This purchase includes:
• 8 hours 20 minutes of audio files teaching all the regular and most important irregular grammatical paradigms of:
- nouns
- verbs
- adjectives
- pronouns
- cardinal, ordinal, adverbial, and distributive numbers
- and more!
• An Excel spreadsheet document with 30 sub-sheets treating these paradigms, used for tracking your progress to total memorization!
Professor William C. Dowling of Rutgers University publicized his method to learning Latin at this webpage two decades ago:
http://www.wcdrutgers.net/Latin.htm
And I have adapted his method to Ancient Greek, with a strong emphasis on auditory and spoken input to increase the speed and permanence of memorization.
INTRODUCTION TO THE METHOD
“The problem with Latin is that you can study it for six years and still not be able to read a Latin sentence,” writes Professor Dowling, who published his Method nearly two decades ago on his webpage.
While William Dowling applied his technique to Latin, and I followed it achieving great success, I have adapted it for Ancient Greek.
The original Dowling Method is as simple as it is effective:
Stage 1) Understand the general idea of the grammatical cases and tenses of Ancient Greek.
Stage 2) Memorize all the regular and most important irregular grammatical paradigms of inflected nouns, adjectives, and verbs.
Stage 3) Immerse yourself in a graduated reader text such as the Athenaze series.
Compared to other Ancient Greek language pedagogical techniques explored in the 21st century, which predominantly (and, I would like to affirm, correctly emphasize the need to treat the teaching of Ancient Greek like any other modern language), Stage 2 of the Dowling Method seems to be the most out-of-step with those more modern practices.
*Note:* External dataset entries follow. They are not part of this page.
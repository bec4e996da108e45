mod common;

use common::{canvas_store, circles, click, Circle};
use serde_json::{json, Value};
use sigfold::history::{HISTORY_KEY, REDO, UNDO};
use sigfold::{
    first_arg, no_payload, signal_store, with_events, with_history, with_reducer, with_state,
    Action, History, SignalStore, StateChange, StateMap, StoreError,
};

fn history(store: &SignalStore) -> History {
    History::from_store(store).unwrap()
}

fn undo(store: &SignalStore) {
    store.emit(UNDO, &[]).unwrap();
}

fn redo(store: &SignalStore) {
    store.emit(REDO, &[]).unwrap();
}

/// `add` and `double` do not commute, so replay order is observable.
fn arithmetic_store() -> SignalStore {
    signal_store([
        with_events([("add", first_arg()), ("double", no_payload())]),
        with_state(json!({"value": 0})),
        with_reducer(|state: &StateMap, action: &Action| {
            let Some(event) = action.as_event() else {
                return Ok(StateChange::Unchanged);
            };
            let value = state["value"].as_i64().unwrap_or(0);
            let next = match event.event_type.as_str() {
                "add" => value + event.payload.as_i64().unwrap_or(0),
                "double" => value * 2,
                _ => return Ok(StateChange::Unchanged),
            };
            let mut state = state.clone();
            state.insert("value".into(), json!(next));
            Ok(StateChange::Replace(state))
        }),
        with_history(["value"]),
    ])
    .unwrap()
}

fn value(store: &SignalStore) -> i64 {
    store.get("value").unwrap().as_i64().unwrap()
}

#[test]
fn test_history_starts_empty() {
    let store = canvas_store();
    let history = history(&store);
    assert!(history.is_empty());
    assert!(!history.can_undo());
    assert!(!history.can_redo());
    assert!(store.has_event(UNDO));
    assert!(store.has_event(REDO));
}

#[test]
fn test_click_undo_redo_round_trip() {
    let store = canvas_store();

    click(&store, 1, 1);
    assert_eq!(circles(&store), vec![Circle { x: 1, y: 1, radius: 10 }]);
    let after_click = history(&store);
    assert_eq!(after_click.committed.len(), 1);
    assert_eq!(after_click.committed[0].event_type, "canvasLeftClick");
    assert_eq!(after_click.committed[0].payload, Some(json!({"x": 1, "y": 1})));

    undo(&store);
    assert!(circles(&store).is_empty());
    let after_undo = history(&store);
    assert!(after_undo.committed.is_empty());
    assert_eq!(after_undo.staged, after_click.committed);

    redo(&store);
    assert_eq!(circles(&store), vec![Circle { x: 1, y: 1, radius: 10 }]);
    assert_eq!(history(&store), after_click);
}

#[test]
fn test_undo_and_redo_on_empty_lists_are_noops() {
    let store = canvas_store();
    let before = store.state();

    undo(&store);
    redo(&store);
    assert_eq!(store.state(), before);

    click(&store, 3, 4);
    redo(&store);
    assert_eq!(circles(&store).len(), 1);
    assert_eq!(history(&store).committed.len(), 1);
}

#[test]
fn test_untracked_changes_are_not_recorded() {
    let store = canvas_store();
    click(&store, 1, 1);
    store
        .emit("canvasRightClick", &[json!({"x": 1, "y": 1})])
        .unwrap();

    assert_eq!(history(&store).committed.len(), 1);
    assert_eq!(store.get("activePoint").unwrap(), json!({"x": 1, "y": 1}));

    undo(&store);
    assert!(circles(&store).is_empty());
    assert_eq!(store.get("activePoint").unwrap(), json!({"x": 1, "y": 1}));
}

#[test]
fn test_untracked_changes_keep_redo_list() {
    let store = canvas_store();
    click(&store, 1, 1);
    undo(&store);

    store.emit("closeRadiusOverlay", &[]).unwrap();
    assert_eq!(history(&store).staged.len(), 1);

    redo(&store);
    assert_eq!(circles(&store).len(), 1);
}

#[test]
fn test_unchanged_reduction_is_not_recorded() {
    let store = canvas_store();
    click(&store, 2, 2);
    click(&store, 2, 2);
    assert_eq!(circles(&store).len(), 1);
    assert_eq!(history(&store).committed.len(), 1);
}

#[test]
fn test_new_commit_clears_redo_list() {
    let store = canvas_store();
    click(&store, 1, 1);
    click(&store, 2, 2);
    undo(&store);
    assert_eq!(history(&store).staged.len(), 1);

    click(&store, 5, 5);
    let history = history(&store);
    assert!(history.staged.is_empty());
    assert_eq!(history.committed.len(), 2);
    assert_eq!(
        circles(&store),
        vec![
            Circle { x: 1, y: 1, radius: 10 },
            Circle { x: 5, y: 5, radius: 10 }
        ]
    );

    redo(&store);
    assert_eq!(circles(&store).len(), 2);
}

#[test]
fn test_undo_restores_radius() {
    let store = canvas_store();
    click(&store, 1, 1);
    let circle = json!({"x": 1, "y": 1, "radius": 10});
    store.emit("updateRadius", &[circle, json!(25)]).unwrap();
    assert_eq!(circles(&store)[0].radius, 25);

    undo(&store);
    assert_eq!(circles(&store)[0].radius, 10);
    redo(&store);
    assert_eq!(circles(&store)[0].radius, 25);
}

#[test]
fn test_multiple_undos_pop_most_recent_first() {
    let store = canvas_store();
    for i in 0..3 {
        click(&store, i, i);
    }

    undo(&store);
    undo(&store);
    let history = history(&store);
    assert_eq!(history.committed.len(), 1);
    assert_eq!(history.staged.len(), 2);
    assert!(history.staged[0].seq > history.staged[1].seq);
    assert_eq!(circles(&store), vec![Circle { x: 0, y: 0, radius: 10 }]);

    redo(&store);
    assert_eq!(circles(&store).len(), 2);
    assert_eq!(circles(&store)[1], Circle { x: 1, y: 1, radius: 10 });
}

#[test]
fn test_replay_preserves_action_order() {
    let store = arithmetic_store();
    store.emit("add", &[json!(1)]).unwrap();
    store.emit("double", &[]).unwrap();
    store.emit("add", &[json!(3)]).unwrap();
    assert_eq!(value(&store), 5);

    undo(&store);
    assert_eq!(value(&store), 2);
    undo(&store);
    assert_eq!(value(&store), 1);
    undo(&store);
    assert_eq!(value(&store), 0);

    redo(&store);
    redo(&store);
    assert_eq!(value(&store), 2);
    redo(&store);
    assert_eq!(value(&store), 5);
}

#[test]
fn test_patches_to_tracked_keys_are_undoable() {
    let store = arithmetic_store();
    store
        .patch(vec![sigfold::StateUpdate::partial(json!({"value": 10}))])
        .unwrap();
    store.emit("double", &[]).unwrap();
    assert_eq!(value(&store), 20);

    let history = history(&store);
    assert_eq!(history.committed[0].event_type, "@@patch-state");

    undo(&store);
    assert_eq!(value(&store), 10);
    undo(&store);
    assert_eq!(value(&store), 0);
}

#[test]
fn test_history_slice_is_published_state() {
    let store = canvas_store();
    click(&store, 1, 1);
    let raw: Value = store.get(HISTORY_KEY).unwrap();
    assert_eq!(raw["committed"][0]["type"], "canvasLeftClick");
    assert_eq!(raw["staged"], json!([]));
    assert_eq!(History::from_state(&store.state()).unwrap(), history(&store));
}

#[test]
fn test_entries_carry_event_payloads() {
    let store = arithmetic_store();
    store.emit("add", &[json!(5)]).unwrap();
    store
        .patch(vec![sigfold::StateUpdate::partial(json!({"value": 1}))])
        .unwrap();

    let snapshot = history(&store);
    assert_eq!(snapshot.committed[0].payload, Some(json!(5)));
    assert_eq!(snapshot.committed[1].payload, None);

    let raw: Value = store.get(HISTORY_KEY).unwrap();
    assert_eq!(raw["committed"][0]["payload"], 5);
    assert!(raw["committed"][1].get("payload").is_none());

    undo(&store);
    assert_eq!(history(&store).staged[0].payload, None);
    undo(&store);
    assert_eq!(history(&store).staged[0].payload, Some(json!(5)));
}

#[test]
fn test_failed_action_leaves_history_untouched() {
    let store = canvas_store();
    click(&store, 1, 1);
    let before = history(&store);

    let err = store
        .emit("canvasLeftClick", &[json!("not a point")])
        .unwrap_err();
    assert!(matches!(err, StoreError::Json(_)));
    assert_eq!(history(&store), before);
}

#[test]
fn test_history_listeners_see_undo_events() {
    let store = canvas_store();
    let undos = store.on(UNDO).unwrap().receiver();
    click(&store, 1, 1);
    undo(&store);
    undo(&store);
    assert_eq!(undos.len(), 2);
}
I can understand the hesitation. Teachers around the world have embraced the speaking of Ancient Greek in the classroom, along with the extensive reading of texts, as the best way to attain literate fluency, and have eschewed unnecessary emphasis on grammar-translation. Indeed, the ability to speak Ancient Greek is necessary to true reading fluency, as documented by Dr. Randall Buth.
So why would I advocate a method that requires the memorization of grammatical paradigms? Because it works.
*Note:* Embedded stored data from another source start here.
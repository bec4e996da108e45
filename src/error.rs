use thiserror::Error;

/// Errors surfaced by stores, engines, and features.
///
/// The engine never recovers or retries on its own. Every error is returned
/// synchronously to the immediate caller, and a failed dispatch leaves the
/// published state at its last committed value.
#[derive(Debug, Error)]
#[non_exhaustive]
pub enum StoreError {
    /// `emit` or `on` was called with a name no `with_events` registered.
    #[error("event `{name}` is not defined")]
    UnknownEvent { name: String },

    /// A reducer or meta-reducer rejected an action.
    #[error("reducer failed: {message}")]
    Reducer { message: String },

    /// A feature or caller asked for a state/computed signal that was never
    /// established by an earlier feature.
    #[error("signal `{key}` is not defined")]
    MissingSignal { key: String },

    /// A caller asked for a method that was never established.
    #[error("method `{name}` is not defined")]
    MissingMethod { name: String },

    /// The owning store or engine has been torn down.
    #[error("store has been destroyed")]
    Destroyed,

    /// A state value or partial update was not a JSON object.
    #[error("invalid state: {reason}")]
    InvalidState { reason: String },

    /// A typed slice failed to (de)serialize.
    #[error(transparent)]
    Json(#[from] serde_json::Error),
}

impl StoreError {
    /// Build a [`StoreError::Reducer`] from any displayable message.
    ///
    /// ```
    /// use sigfold::StoreError;
    ///
    /// let err = StoreError::reducer("radius must be positive");
    /// assert_eq!(err.to_string(), "reducer failed: radius must be positive");
    /// ```
    pub fn reducer(message: impl std::fmt::Display) -> Self {
        StoreError::Reducer {
            message: message.to_string(),
        }
    }

    pub(crate) fn unknown_event(name: &str) -> Self {
        StoreError::UnknownEvent {
            name: name.to_string(),
        }
    }
}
The central stage of the Dowling Method is the memorization of the paradigms, but how is this accomplished? Professor Dowling says that you should transcribe each of them, by hand — 100-200 times. And while this is an important goal to reach to attain fluent understanding of Latin, it is even more critical for Ancient Greek, since Ancient Greek has four times the number of grammatical paradigms to be learned.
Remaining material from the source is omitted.